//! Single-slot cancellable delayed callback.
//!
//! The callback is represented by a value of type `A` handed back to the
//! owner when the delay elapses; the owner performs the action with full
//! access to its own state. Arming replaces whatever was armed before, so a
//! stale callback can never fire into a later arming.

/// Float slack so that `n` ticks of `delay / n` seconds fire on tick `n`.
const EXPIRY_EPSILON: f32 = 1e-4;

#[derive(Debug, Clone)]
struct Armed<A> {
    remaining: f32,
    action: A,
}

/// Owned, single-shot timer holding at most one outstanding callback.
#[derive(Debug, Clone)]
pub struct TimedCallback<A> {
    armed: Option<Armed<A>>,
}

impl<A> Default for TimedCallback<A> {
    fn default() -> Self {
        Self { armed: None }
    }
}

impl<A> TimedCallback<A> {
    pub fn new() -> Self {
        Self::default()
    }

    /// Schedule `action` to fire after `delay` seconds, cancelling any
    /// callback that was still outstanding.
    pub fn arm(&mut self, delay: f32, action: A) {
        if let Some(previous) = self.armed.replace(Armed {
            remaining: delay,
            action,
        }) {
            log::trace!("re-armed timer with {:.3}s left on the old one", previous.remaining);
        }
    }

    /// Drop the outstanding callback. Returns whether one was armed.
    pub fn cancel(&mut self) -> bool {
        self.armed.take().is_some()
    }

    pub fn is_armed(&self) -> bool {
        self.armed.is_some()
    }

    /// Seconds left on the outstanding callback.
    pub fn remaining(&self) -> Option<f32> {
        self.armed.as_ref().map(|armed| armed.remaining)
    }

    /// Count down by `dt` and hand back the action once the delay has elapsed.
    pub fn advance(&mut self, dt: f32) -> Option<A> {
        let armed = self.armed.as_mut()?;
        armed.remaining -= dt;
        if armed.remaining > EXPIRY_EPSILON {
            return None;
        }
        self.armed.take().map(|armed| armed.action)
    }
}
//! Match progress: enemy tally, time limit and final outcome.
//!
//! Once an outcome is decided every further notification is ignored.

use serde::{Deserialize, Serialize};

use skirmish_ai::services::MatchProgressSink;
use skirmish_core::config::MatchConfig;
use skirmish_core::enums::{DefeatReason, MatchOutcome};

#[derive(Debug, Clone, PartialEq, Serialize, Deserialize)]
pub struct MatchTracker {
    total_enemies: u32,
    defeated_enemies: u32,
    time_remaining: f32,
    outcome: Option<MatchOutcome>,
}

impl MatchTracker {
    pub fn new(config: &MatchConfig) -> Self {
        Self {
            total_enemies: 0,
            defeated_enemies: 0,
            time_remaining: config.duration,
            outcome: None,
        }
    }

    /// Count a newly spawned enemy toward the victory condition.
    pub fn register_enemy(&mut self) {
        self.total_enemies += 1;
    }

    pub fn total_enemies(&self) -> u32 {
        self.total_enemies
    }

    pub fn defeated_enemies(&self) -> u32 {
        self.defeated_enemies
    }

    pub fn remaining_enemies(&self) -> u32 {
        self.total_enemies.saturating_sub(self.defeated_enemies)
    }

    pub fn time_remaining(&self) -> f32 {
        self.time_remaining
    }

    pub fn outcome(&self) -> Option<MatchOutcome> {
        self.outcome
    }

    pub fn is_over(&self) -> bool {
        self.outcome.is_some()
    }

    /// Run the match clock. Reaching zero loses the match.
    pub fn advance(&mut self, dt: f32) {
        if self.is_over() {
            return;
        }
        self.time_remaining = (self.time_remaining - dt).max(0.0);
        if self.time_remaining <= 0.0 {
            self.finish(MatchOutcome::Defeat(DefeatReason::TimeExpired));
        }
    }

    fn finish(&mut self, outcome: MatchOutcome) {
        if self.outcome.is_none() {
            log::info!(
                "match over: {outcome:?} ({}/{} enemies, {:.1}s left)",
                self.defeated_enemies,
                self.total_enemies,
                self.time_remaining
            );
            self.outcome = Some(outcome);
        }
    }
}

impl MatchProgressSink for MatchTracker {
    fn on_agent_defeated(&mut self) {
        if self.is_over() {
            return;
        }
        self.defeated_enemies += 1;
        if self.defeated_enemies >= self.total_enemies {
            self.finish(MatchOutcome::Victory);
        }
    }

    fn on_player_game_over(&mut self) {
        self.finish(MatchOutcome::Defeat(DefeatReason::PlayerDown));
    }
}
************
◆ Task statement
Whenever the string "MatchProgressSink" occurs in a line of the entries above, copy that line.

◆ Reply to the exercise
use skirmish_ai::services::MatchProgressSink;
impl MatchProgressSink for MatchTracker {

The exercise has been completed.